▶ _TASK TO COMPLETE_
What you give must be exactly the lines of the material from the first through the line that contains "it is started", inclusive, and no others.

▶ _SUPPLIED DATA_
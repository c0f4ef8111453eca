//! Configuration system for MQTT sessions
//!
//! Loads a [`SessionConfig`] from TOML, validates it and turns it into the
//! [`SessionOptions`] a [`SessionManager`](crate::session::SessionManager)
//! is built from. Defaults mirror a public test broker over WebSocket.

use crate::session::{FlushPolicy, ReconnectConfig, SessionOptions, Subscription};
use crate::transport::{generate_client_id, ConnectOptions, QoS, Scheme, DEFAULT_CLIENT_ID_PREFIX};
use serde::{Deserialize, Serialize};
use std::path::Path;
use std::time::Duration;
use thiserror::Error;

/// Main session configuration structure
#[derive(Debug, Clone, Serialize, Deserialize, PartialEq)]
pub struct SessionConfig {
    /// Open the session as soon as it is started
    #[serde(default = "default_connect_immediately")]
    pub connect_immediately: bool,
    pub broker: BrokerSection,
    #[serde(default)]
    pub reconnect: ReconnectConfig,
    #[serde(default)]
    pub publish: PublishSection,
    #[serde(default)]
    pub buffer: BufferSection,
    /// Topic filters subscribed on every connect
    #[serde(default)]
    pub subscriptions: Vec<Subscription>,
}

fn default_connect_immediately() -> bool {
    true
}

/// Broker section
#[derive(Debug, Clone, Serialize, Deserialize, PartialEq)]
pub struct BrokerSection {
    /// mqtt | tcp | mqtts | ssl | ws | wss
    #[serde(default)]
    pub protocol: Scheme,
    pub host: String,
    /// Defaults to the protocol's conventional port
    pub port: Option<u16>,
    /// WebSocket path (default: /mqtt)
    pub path: Option<String>,
    /// Fixed client id; when unset one is generated from `client_id_prefix`
    pub client_id: Option<String>,
    #[serde(default = "default_client_id_prefix")]
    pub client_id_prefix: String,
    pub username: Option<String>,
    pub password: Option<String>,
    /// Environment variable containing username
    pub username_env: Option<String>,
    /// Environment variable containing password
    pub password_env: Option<String>,
    #[serde(default = "default_clean")]
    pub clean: bool,
    #[serde(default = "default_connect_timeout_ms")]
    pub connect_timeout_ms: u64,
    #[serde(default = "default_keep_alive_secs")]
    pub keep_alive_secs: u64,
}

fn default_client_id_prefix() -> String {
    DEFAULT_CLIENT_ID_PREFIX.to_string()
}

fn default_clean() -> bool {
    true
}

fn default_connect_timeout_ms() -> u64 {
    30_000
}

fn default_keep_alive_secs() -> u64 {
    60
}

impl Default for BrokerSection {
    fn default() -> Self {
        Self {
            protocol: Scheme::Ws,
            host: "broker.emqx.io".to_string(),
            port: Some(8083),
            path: Some("/mqtt".to_string()),
            client_id: None,
            client_id_prefix: default_client_id_prefix(),
            username: None,
            password: None,
            username_env: None,
            password_env: None,
            clean: default_clean(),
            connect_timeout_ms: default_connect_timeout_ms(),
            keep_alive_secs: default_keep_alive_secs(),
        }
    }
}

/// Publish section
#[derive(Debug, Clone, Default, Serialize, Deserialize, PartialEq)]
pub struct PublishSection {
    /// Default QoS for `send`
    #[serde(default)]
    pub qos: QoS,
    #[serde(default)]
    pub flush_policy: FlushPolicy,
}

/// Outbound buffer section
#[derive(Debug, Clone, Default, Serialize, Deserialize, PartialEq)]
pub struct BufferSection {
    /// Maximum buffered messages (None = unbounded)
    pub capacity: Option<usize>,
}

impl Default for SessionConfig {
    fn default() -> Self {
        Self {
            connect_immediately: default_connect_immediately(),
            broker: BrokerSection::default(),
            reconnect: ReconnectConfig::default(),
            publish: PublishSection::default(),
            buffer: BufferSection::default(),
            subscriptions: Vec::new(),
        }
    }
}

/// Configuration loading errors
#[derive(Debug, Error)]
pub enum ConfigError {
    #[error("Failed to read config file: {0}")]
    FileRead(#[from] std::io::Error),
    #[error("Failed to parse TOML: {0}")]
    TomlParse(#[from] toml::de::Error),
    #[error("Failed to render TOML: {0}")]
    TomlSerialize(#[from] toml::ser::Error),
    #[error("Environment variable not found: {0}")]
    EnvVarNotFound(String),
    #[error("Invalid client ID: {0}")]
    InvalidClientId(String),
    #[error("Invalid configuration: {0}")]
    InvalidConfig(String),
}

impl SessionConfig {
    /// Load configuration from TOML file and validate it
    pub fn load_from_file(path: &Path) -> Result<Self, ConfigError> {
        let content = std::fs::read_to_string(path)?;
        Self::from_toml(&content)
    }

    /// Parse and validate configuration from a TOML string
    pub fn from_toml(content: &str) -> Result<Self, ConfigError> {
        let config: SessionConfig = toml::from_str(content)?;
        config.validate()?;
        Ok(config)
    }

    /// Check values serde cannot check on its own
    pub fn validate(&self) -> Result<(), ConfigError> {
        if self.broker.host.trim().is_empty() {
            return Err(ConfigError::InvalidConfig(
                "broker.host must not be empty".to_string(),
            ));
        }

        if self.broker.port == Some(0) {
            return Err(ConfigError::InvalidConfig(
                "broker.port must be greater than 0".to_string(),
            ));
        }

        if self.broker.connect_timeout_ms == 0 {
            return Err(ConfigError::InvalidConfig(
                "broker.connect_timeout_ms must be greater than 0".to_string(),
            ));
        }

        match &self.broker.client_id {
            Some(client_id) => validate_client_id(client_id, false)?,
            None => validate_client_id(&self.broker.client_id_prefix, true)?,
        }

        self.reconnect
            .validate()
            .map_err(ConfigError::InvalidConfig)?;

        if self.buffer.capacity == Some(0) {
            return Err(ConfigError::InvalidConfig(
                "buffer.capacity must be greater than 0 when set".to_string(),
            ));
        }

        if let Some(subscription) = self
            .subscriptions
            .iter()
            .find(|s| s.topic.trim().is_empty())
        {
            return Err(ConfigError::InvalidConfig(format!(
                "subscription topic must not be empty (qos {:?})",
                subscription.qos
            )));
        }

        Ok(())
    }

    /// Helper method to get environment variable with error propagation
    fn get_env_var_required(env_var_name: &str) -> Result<String, ConfigError> {
        std::env::var(env_var_name)
            .map_err(|_| ConfigError::EnvVarNotFound(env_var_name.to_string()))
    }

    fn resolve(value: &Option<String>, env: &Option<String>) -> Result<Option<String>, ConfigError> {
        match (value, env) {
            (Some(value), _) => Ok(Some(value.clone())),
            (None, Some(env)) => Self::get_env_var_required(env).map(Some),
            (None, None) => Ok(None),
        }
    }

    /// Get MQTT username, from the config or its environment variable
    pub fn get_mqtt_username(&self) -> Result<Option<String>, ConfigError> {
        Self::resolve(&self.broker.username, &self.broker.username_env)
    }

    /// Get MQTT password, from the config or its environment variable
    pub fn get_mqtt_password(&self) -> Result<Option<String>, ConfigError> {
        Self::resolve(&self.broker.password, &self.broker.password_env)
    }

    /// Build transport connect options, resolving credentials now
    pub fn connect_options(&self) -> Result<ConnectOptions, ConfigError> {
        let broker = &self.broker;
        let port = broker.port.unwrap_or_else(|| broker.protocol.default_port());
        let mut options = ConnectOptions::new(broker.protocol, broker.host.trim(), port);

        if let Some(path) = &broker.path {
            options.path = path.clone();
        }
        options.client_id = match &broker.client_id {
            Some(client_id) => client_id.clone(),
            None => generate_client_id(&broker.client_id_prefix),
        };
        options.username = self.get_mqtt_username()?;
        options.password = self.get_mqtt_password()?;
        options.clean_session = broker.clean;
        options.keep_alive = Duration::from_secs(broker.keep_alive_secs);
        options.connect_timeout = Duration::from_millis(broker.connect_timeout_ms);

        Ok(options)
    }

    /// Build the options for a session manager
    pub fn session_options(&self) -> Result<SessionOptions, ConfigError> {
        let mut options = SessionOptions::new(self.connect_options()?)
            .with_reconnect(self.reconnect.clone())
            .with_publish_qos(self.publish.qos)
            .with_flush_policy(self.publish.flush_policy);
        options.buffer_capacity = self.buffer.capacity;
        options.subscriptions = self.subscriptions.clone();
        options.connect_immediately = self.connect_immediately;
        Ok(options)
    }

    /// Copy with the literal password masked, for display
    pub fn redacted(&self) -> Self {
        let mut config = self.clone();
        if config.broker.password.is_some() {
            config.broker.password = Some("********".to_string());
        }
        config
    }

    pub fn to_toml_string(&self) -> Result<String, ConfigError> {
        Ok(toml::to_string_pretty(self)?)
    }

    /// Create a test configuration for unit testing
    #[cfg(test)]
    pub fn test_config() -> Self {
        let toml_content = r#"
[broker]
protocol = "mqtt"
host = "localhost"
port = 1883
client_id = "test-session"

[reconnect]
max_retries = 2
delay_ms = 100

[[subscriptions]]
topic = "topic/mqttx"
"#;
        toml::from_str(toml_content).expect("Test config should parse")
    }
}

/// Validate client id characters ([a-zA-Z0-9._-]); a prefix may be empty
fn validate_client_id(client_id: &str, is_prefix: bool) -> Result<(), ConfigError> {
    let valid_chars = client_id
        .chars()
        .all(|c| c.is_ascii_alphanumeric() || c == '.' || c == '_' || c == '-');

    if (!is_prefix && client_id.is_empty()) || !valid_chars {
        return Err(ConfigError::InvalidClientId(format!(
            "Client ID '{client_id}' must match pattern [a-zA-Z0-9._-]+"
        )));
    }

    Ok(())
}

▶ _SOLUTION FOR THIS EXERCISE_
repository c0f4ef8111453eca
//! Configuration system for MQTT sessions
//!
//! Loads a [`SessionConfig`] from TOML, validates it and turns it into the
//! [`SessionOptions`] a [`SessionManager`](crate::session::SessionManager)
//! is built from. Defaults mirror a public test broker over WebSocket.

use crate::session::{FlushPolicy, ReconnectConfig, SessionOptions, Subscription};
use crate::transport::{generate_client_id, ConnectOptions, QoS, Scheme, DEFAULT_CLIENT_ID_PREFIX};
use serde::{Deserialize, Serialize};
use std::path::Path;
use std::time::Duration;
use thiserror::Error;

/// Main session configuration structure
#[derive(Debug, Clone, Serialize, Deserialize, PartialEq)]
pub struct SessionConfig {
    /// Open the session as soon as it is started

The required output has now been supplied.